START Data to use

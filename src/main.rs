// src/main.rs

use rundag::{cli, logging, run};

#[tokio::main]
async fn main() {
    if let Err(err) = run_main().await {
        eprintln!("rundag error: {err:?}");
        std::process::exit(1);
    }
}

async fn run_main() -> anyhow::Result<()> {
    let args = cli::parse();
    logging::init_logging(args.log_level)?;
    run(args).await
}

END Data to use
START Data to use

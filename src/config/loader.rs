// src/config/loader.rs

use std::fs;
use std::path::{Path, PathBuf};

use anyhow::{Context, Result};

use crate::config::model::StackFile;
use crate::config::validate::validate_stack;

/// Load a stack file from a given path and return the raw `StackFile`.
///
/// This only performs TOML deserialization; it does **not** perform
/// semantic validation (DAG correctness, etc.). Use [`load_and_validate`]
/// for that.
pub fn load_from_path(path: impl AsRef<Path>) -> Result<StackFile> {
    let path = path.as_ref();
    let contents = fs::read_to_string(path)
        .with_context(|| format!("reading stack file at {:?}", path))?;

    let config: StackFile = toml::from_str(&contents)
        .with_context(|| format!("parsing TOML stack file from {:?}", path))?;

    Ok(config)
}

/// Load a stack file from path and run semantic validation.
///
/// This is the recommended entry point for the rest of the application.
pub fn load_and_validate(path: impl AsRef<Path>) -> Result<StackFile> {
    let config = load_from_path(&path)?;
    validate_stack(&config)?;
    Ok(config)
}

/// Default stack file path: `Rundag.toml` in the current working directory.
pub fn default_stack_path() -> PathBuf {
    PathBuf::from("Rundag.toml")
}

END Data to use

When a line in the records holds the string "PathBuf", copy that line.

use std::path::{Path, PathBuf};
pub fn default_stack_path() -> PathBuf {
    PathBuf::from("Rundag.toml")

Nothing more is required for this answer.